Materials provided:
##########
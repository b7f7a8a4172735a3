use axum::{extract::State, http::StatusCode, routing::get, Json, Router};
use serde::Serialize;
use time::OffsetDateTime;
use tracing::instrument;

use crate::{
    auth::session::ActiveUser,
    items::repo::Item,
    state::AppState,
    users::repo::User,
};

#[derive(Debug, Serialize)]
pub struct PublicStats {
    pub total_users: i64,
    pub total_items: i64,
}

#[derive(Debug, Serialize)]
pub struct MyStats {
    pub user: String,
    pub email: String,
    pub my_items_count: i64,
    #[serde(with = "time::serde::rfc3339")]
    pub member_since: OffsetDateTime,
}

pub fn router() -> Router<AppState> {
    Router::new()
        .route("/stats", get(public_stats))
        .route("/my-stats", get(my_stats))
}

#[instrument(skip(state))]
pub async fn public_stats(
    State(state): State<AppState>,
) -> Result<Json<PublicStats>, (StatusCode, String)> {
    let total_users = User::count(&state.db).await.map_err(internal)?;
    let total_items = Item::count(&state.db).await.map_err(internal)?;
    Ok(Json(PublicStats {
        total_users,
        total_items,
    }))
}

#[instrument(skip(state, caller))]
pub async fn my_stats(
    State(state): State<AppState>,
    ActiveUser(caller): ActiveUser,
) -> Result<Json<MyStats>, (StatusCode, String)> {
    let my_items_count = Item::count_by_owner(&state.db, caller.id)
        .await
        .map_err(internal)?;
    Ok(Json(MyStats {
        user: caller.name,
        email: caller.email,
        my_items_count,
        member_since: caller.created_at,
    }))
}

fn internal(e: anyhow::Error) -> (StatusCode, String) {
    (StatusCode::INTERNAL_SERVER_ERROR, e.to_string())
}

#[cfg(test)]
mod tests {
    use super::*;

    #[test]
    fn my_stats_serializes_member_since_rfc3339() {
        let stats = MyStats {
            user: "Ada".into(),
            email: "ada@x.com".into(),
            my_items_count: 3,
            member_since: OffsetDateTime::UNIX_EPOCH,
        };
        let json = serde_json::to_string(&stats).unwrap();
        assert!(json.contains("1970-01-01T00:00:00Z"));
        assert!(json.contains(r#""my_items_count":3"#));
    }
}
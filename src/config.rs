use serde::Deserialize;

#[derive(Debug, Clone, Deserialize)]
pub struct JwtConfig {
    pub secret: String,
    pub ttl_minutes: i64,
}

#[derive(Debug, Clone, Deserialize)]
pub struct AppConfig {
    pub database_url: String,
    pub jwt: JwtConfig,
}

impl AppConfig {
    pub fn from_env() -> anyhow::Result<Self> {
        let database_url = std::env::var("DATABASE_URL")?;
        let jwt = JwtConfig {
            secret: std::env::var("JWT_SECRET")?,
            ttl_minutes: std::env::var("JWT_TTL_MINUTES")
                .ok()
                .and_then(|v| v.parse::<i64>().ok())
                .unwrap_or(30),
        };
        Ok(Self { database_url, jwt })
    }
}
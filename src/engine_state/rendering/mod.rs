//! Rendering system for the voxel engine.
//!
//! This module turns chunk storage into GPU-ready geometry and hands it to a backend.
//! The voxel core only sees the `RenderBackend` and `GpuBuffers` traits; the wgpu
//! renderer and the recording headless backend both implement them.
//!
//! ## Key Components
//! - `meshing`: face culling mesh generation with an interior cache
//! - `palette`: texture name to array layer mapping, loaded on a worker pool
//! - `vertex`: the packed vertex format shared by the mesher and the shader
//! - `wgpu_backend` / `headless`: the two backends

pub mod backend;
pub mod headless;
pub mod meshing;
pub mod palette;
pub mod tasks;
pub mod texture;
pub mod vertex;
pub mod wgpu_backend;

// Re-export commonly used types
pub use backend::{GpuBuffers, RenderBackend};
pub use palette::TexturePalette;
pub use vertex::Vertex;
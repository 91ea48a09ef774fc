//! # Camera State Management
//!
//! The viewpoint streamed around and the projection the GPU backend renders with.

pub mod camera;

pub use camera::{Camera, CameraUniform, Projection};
##########
Action item: Give the data back in full, exactly as written.

Exercise result:
repository b7f7a8a4172735a3
use axum::{extract::State, http::StatusCode, routing::get, Json, Router};
use serde::Serialize;
use time::OffsetDateTime;
use tracing::instrument;

use crate::{
    auth::session::ActiveUser,
    items::repo::Item,
    state::AppState,
    users::repo::User,
};

#[derive(Debug, Serialize)]
pub struct PublicStats {
    pub total_users: i64,
    pub total_items: i64,
}

#[derive(Debug, Serialize)]
pub struct MyStats {
    pub user: String,
    pub email: String,
    pub my_items_count: i64,
    #[serde(with = "time::serde::rfc3339")]
    pub member_since: OffsetDateTime,
}

pub fn router() -> Router<AppState> {
    Router::new()
        .route("/stats", get(public_stats))
        .route("/my-stats", get(my_stats))
}

#[instrument(skip(state))]
pub async fn public_stats(
    State(state): State<AppState>,
) -> Result<Json<PublicStats>, (StatusCode, String)> {
    let total_users = User::count(&state.db).await.map_err(internal)?;
    let total_items = Item::count(&state.db).await.map_err(internal)?;
    Ok(Json(PublicStats {
        total_users,
        total_items,
    }))
}

#[instrument(skip(state, caller))]
pub async fn my_stats(
    State(state): State<AppState>,
    ActiveUser(caller): ActiveUser,
) -> Result<Json<MyStats>, (StatusCode, String)> {
    let my_items_count = Item::count_by_owner(&state.db, caller.id)
        .await
        .map_err(internal)?;
    Ok(Json(MyStats {
        user: caller.name,
        email: caller.email,
        my_items_count,
        member_since: caller.created_at,
    }))
}

fn internal(e: anyhow::Error) -> (StatusCode, String) {
    (StatusCode::INTERNAL_SERVER_ERROR, e.to_string())
}

#[cfg(test)]
mod tests {
    use super::*;

    #[test]
    fn my_stats_serializes_member_since_rfc3339() {
        let stats = MyStats {
            user: "Ada".into(),
            email: "ada@x.com".into(),
            my_items_count: 3,
            member_since: OffsetDateTime::UNIX_EPOCH,
        };
        let json = serde_json::to_string(&stats).unwrap();
        assert!(json.contains("1970-01-01T00:00:00Z"));
        assert!(json.contains(r#""my_items_count":3"#));
    }
}
filename src/config.rs
use serde::Deserialize;

#[derive(Debug, Clone, Deserialize)]
pub struct JwtConfig {
    pub secret: String,
    pub ttl_minutes: i64,
}

#[derive(Debug, Clone, Deserialize)]
pub struct AppConfig {
    pub database_url: String,
    pub jwt: JwtConfig,
}

impl AppConfig {
    pub fn from_env() -> anyhow::Result<Self> {
        let database_url = std::env::var("DATABASE_URL")?;
        let jwt = JwtConfig {
            secret: std::env::var("JWT_SECRET")?,
            ttl_minutes: std::env::var("JWT_TTL_MINUTES")
                .ok()
                .and_then(|v| v.parse::<i64>().ok())
                .unwrap_or(30),
        };
        Ok(Self { database_url, jwt })
    }
}
filename src/engine_state/rendering/mod.rs
//! Rendering system for the voxel engine.
//!
//! This module turns chunk storage into GPU-ready geometry and hands it to a backend.
//! The voxel core only sees the `RenderBackend` and `GpuBuffers` traits; the wgpu
//! renderer and the recording headless backend both implement them.
//!
//! ## Key Components
//! - `meshing`: face culling mesh generation with an interior cache
//! - `palette`: texture name to array layer mapping, loaded on a worker pool
//! - `vertex`: the packed vertex format shared by the mesher and the shader
//! - `wgpu_backend` / `headless`: the two backends

pub mod backend;
pub mod headless;
pub mod meshing;
pub mod palette;
pub mod tasks;
pub mod texture;
pub mod vertex;
pub mod wgpu_backend;

// Re-export commonly used types
pub use backend::{GpuBuffers, RenderBackend};
pub use palette::TexturePalette;
pub use vertex::Vertex;
repository 91ea48a09ef774fc
//! # Camera State Management
//!
//! The viewpoint streamed around and the projection the GPU backend renders with.

pub mod camera;

pub use camera::{Camera, CameraUniform, Projection};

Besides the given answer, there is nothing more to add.